I am trying to retrieve data from a PostgreSQL table and insert it into a CSV file and then push the file to S3 bucket. The table has around 170,000 rows and should be around 40MB. But when I run the workflow it gives me an out of memory error. If I disable the Spreadsheet node and run the workflow I am still getting the same error.
I tried to call this workflow from a separate parent workflow as well but with no luck. Any help would be appreciated.
At 170,000 records I suspect you are hitting the memory limit for your cloud plan, I don’t think we have a way to append to a spreadsheet either so working around this could be tricky.

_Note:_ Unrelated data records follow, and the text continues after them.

// ==========================================
// 校园考勤核心 - 变更追踪
// ==========================================
// 职责: 工作集的全部编辑操作与 dirty 标记维护
// 红线:
//   - 所有操作同步、纯内存，返回新的 WorkingSet，不修改入参
//   - dirty 只在成功提交或显式放弃时清除
// ==========================================

use crate::domain::{AttendanceStatus, WorkingSet};
use serde::Serialize;
use thiserror::Error;

/// 编辑错误
#[derive(Error, Debug, Clone, PartialEq, Eq)]
pub enum EditError {
    #[error("学生不在工作集中: {0}")]
    UnknownStudent(String),

    #[error("备注过长: 最多{max}字, 实际{actual}字")]
    RemarksTooLong { max: usize, actual: usize },
}

/// 两个工作集快照之间单个学生的差异
#[derive(Debug, Clone, PartialEq, Eq, Serialize)]
#[serde(rename_all = "camelCase")]
pub struct EntryChange {
    pub student_id: String,
    /// (旧, 新)，未变化为 None
    pub status: Option<(AttendanceStatus, AttendanceStatus)>,
    pub remarks: Option<(String, String)>,
    pub dirty: Option<(bool, bool)>,
}

/// 变更追踪器
#[derive(Debug, Clone, Copy, Default)]
pub struct ChangeTracker;

impl ChangeTracker {
    /// 设置单个学生的出勤状态并标记为脏
    pub fn set_status(
        ws: &WorkingSet,
        student_id: &str,
        status: AttendanceStatus,
    ) -> Result<WorkingSet, EditError> {
        let idx = ws
            .position(student_id)
            .ok_or_else(|| EditError::UnknownStudent(student_id.to_string()))?;

        let mut next = ws.clone();
        let entry = &mut next.entries[idx];
        entry.status = status;
        entry.dirty = true;
        Ok(next)
    }

    /// 设置单个学生的备注并标记为脏
    ///
    /// 长度由调用方用 `RemarksPolicy` 预先校验。
    pub fn set_remarks(
        ws: &WorkingSet,
        student_id: &str,
        remarks: impl Into<String>,
    ) -> Result<WorkingSet, EditError> {
        let idx = ws
            .position(student_id)
            .ok_or_else(|| EditError::UnknownStudent(student_id.to_string()))?;

        let mut next = ws.clone();
        let entry = &mut next.entries[idx];
        entry.remarks = remarks.into();
        entry.dirty = true;
        Ok(next)
    }

    /// 全员设置为同一状态（"全部出勤/全部缺勤"）
    ///
    /// 覆盖此前逐人编辑的状态，调用方需先经用户确认。备注保持不变。
    pub fn bulk_set_status(ws: &WorkingSet, status: AttendanceStatus) -> WorkingSet {
        let mut next = ws.clone();
        for entry in next.entries.iter_mut() {
            entry.status = status;
            entry.dirty = true;
        }
        next
    }

    /// 是否存在未保存的修改
    pub fn is_dirty(ws: &WorkingSet) -> bool {
        ws.is_dirty()
    }

    /// 清除全部 dirty 标记（提交成功或放弃修改后调用）
    pub fn clear_dirty(ws: &WorkingSet) -> WorkingSet {
        let mut next = ws.clone();
        for entry in next.entries.iter_mut() {
            entry.dirty = false;
        }
        next
    }

    /// 比较两个快照，列出发生变化的学生
    ///
    /// 只比较两边都存在的学生ID（同一工作集的前后快照总是如此）。
    pub fn diff(before: &WorkingSet, after: &WorkingSet) -> Vec<EntryChange> {
        let mut changes = Vec::new();
        for new in after.entries() {
            let Some(old) = before.entry(new.student_id()) else {
                continue;
            };

            let status = (old.status != new.status).then(|| (old.status, new.status));
            let remarks =
                (old.remarks != new.remarks).then(|| (old.remarks.clone(), new.remarks.clone()));
            let dirty = (old.dirty != new.dirty).then(|| (old.dirty, new.dirty));

            if status.is_some() || remarks.is_some() || dirty.is_some() {
                changes.push(EntryChange {
                    student_id: new.student_id.clone(),
                    status,
                    remarks,
                    dirty,
                });
            }
        }
        changes
    }
}
// ==========================================
// 校园考勤核心 - API层
// ==========================================
// 职责: 名册加载、已有记录查询、考勤提交（唯一的异步 I/O 点）
// 约束: 所有网络调用都带超时，凭证通过 CredentialProvider 注入
// ==========================================

pub mod error;
pub mod record_resolver;
pub mod roster_loader;
pub mod submission;

// 重导出核心类型
pub use error::{ErrorDisposition, FetchError, FetchResult, SubmitError, SubmitResult};
pub use record_resolver::AttendanceRecordResolver;
pub use roster_loader::RosterLoader;
pub use submission::SubmissionCoordinator;
// ==========================================
// 校园考勤核心 - 后端存储接口
// ==========================================
// 职责: 定义名册/考勤记录持久化服务的调用接口（不包含传输实现）
// 说明: 核心只依赖此 trait，具体传输由适配器实现
// ==========================================

use crate::domain::{PersistedRecord, RecordPayload, Student};
use crate::repository::credential::Credential;
use crate::repository::error::RepositoryError;
use async_trait::async_trait;
use chrono::NaiveDate;
use thiserror::Error;

/// 后端调用错误
#[derive(Error, Debug, Clone, PartialEq, Eq)]
pub enum BackendError {
    /// 网络不可达 / 连接中断
    #[error("后端不可达: {0}")]
    Unreachable(String),

    /// 凭证被拒绝
    #[error("凭证被拒绝")]
    Unauthorized,

    /// 资源不存在（名册/记录）
    #[error("资源不存在")]
    NotFound,

    /// 请求被后端校验拒绝
    #[error("请求被拒绝: {0}")]
    Rejected(String),

    /// 后端内部错误
    #[error("后端错误(code={code}): {message}")]
    Server { code: u16, message: String },
}

// ==========================================
// 从 RepositoryError 转换（本地 SQLite 存储）
// ==========================================
impl From<RepositoryError> for BackendError {
    fn from(err: RepositoryError) -> Self {
        match err {
            RepositoryError::NotFound { .. } => BackendError::NotFound,
            RepositoryError::CredentialRejected => BackendError::Unauthorized,
            RepositoryError::UniqueConstraintViolation(msg)
            | RepositoryError::ForeignKeyViolation(msg) => BackendError::Rejected(msg),
            RepositoryError::FieldValueError { field, message } => {
                BackendError::Rejected(format!("字段{}错误: {}", field, message))
            }
            RepositoryError::LockError(msg) => BackendError::Unreachable(msg),
            other => BackendError::Server {
                code: 500,
                message: other.to_string(),
            },
        }
    }
}

// ==========================================
// AttendanceBackend Trait
// ==========================================
// 用途: 名册读取、考勤记录读取/创建/整体替换
// 实现者: SqliteAttendanceStore，以及测试中的模拟后端
#[async_trait]
pub trait AttendanceBackend: Send + Sync {
    /// GET roster(classId)
    ///
    /// # 返回
    /// - Ok(Vec<Student>): 名册（顺序不作保证）
    /// - Err(BackendError::NotFound): 班级没有名册
    async fn fetch_roster(
        &self,
        credential: &Credential,
        class_id: &str,
    ) -> Result<Vec<Student>, BackendError>;

    /// GET attendanceRecord(classId, date)
    ///
    /// 记录不存在时返回 `Err(BackendError::NotFound)`，由调用方解释为"走创建路径"。
    async fn fetch_record(
        &self,
        credential: &Credential,
        class_id: &str,
        date: NaiveDate,
    ) -> Result<PersistedRecord, BackendError>;

    /// POST attendanceRecord(classId, {date, entries[]})
    async fn create_record(
        &self,
        credential: &Credential,
        class_id: &str,
        payload: &RecordPayload,
    ) -> Result<PersistedRecord, BackendError>;

    /// PUT attendanceRecord(classId, recordId, {date, entries[]})
    ///
    /// 整体替换记录的条目列表，不做增量合并。
    async fn update_record(
        &self,
        credential: &Credential,
        class_id: &str,
        record_id: &str,
        payload: &RecordPayload,
    ) -> Result<PersistedRecord, BackendError>;
}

Thanks @Jon - the file is a csv/text file. Does another node support appending data to a flat file? Even though the job processes 170k rows of data, the data is relatively lightweight (40-80mb total). It doesn’t seem that this would or should cause any type of memory issues even if the dataset is processed in a single batch.
We are also encountering the same out of memory issues in a self-hosted instance of the community version. Using a t3.large instance in AWS (2 vCPUs, 8GB RAM), a similar job with a total data size of around 150mb errors out for memory-related issues.
We have followed the guidance here (Memory-related errors | n8n Docs), but without much success. Are there other recommendations related to either workflow design or resource provisioning that we should follow? Does upgrading the cloud subscription to the Pro tier provide access to more compute resources? Thanks.
It is important to note that while the 170k rows of data might only be 40-80mb when written to disk there are a number of things that happen in n8n in memory to format the data and convert it to the data format we use internally which will consume memory.
If you can share your cloud username I can take a quick look at the logs for your instance to confirm if this is a case of the memory running out. The way I would handle this is to read the data from the database in smaller chunks and create multitple spreadsheet files or add them to something like a google sheet then download that as a CSV file using the Google Drive node.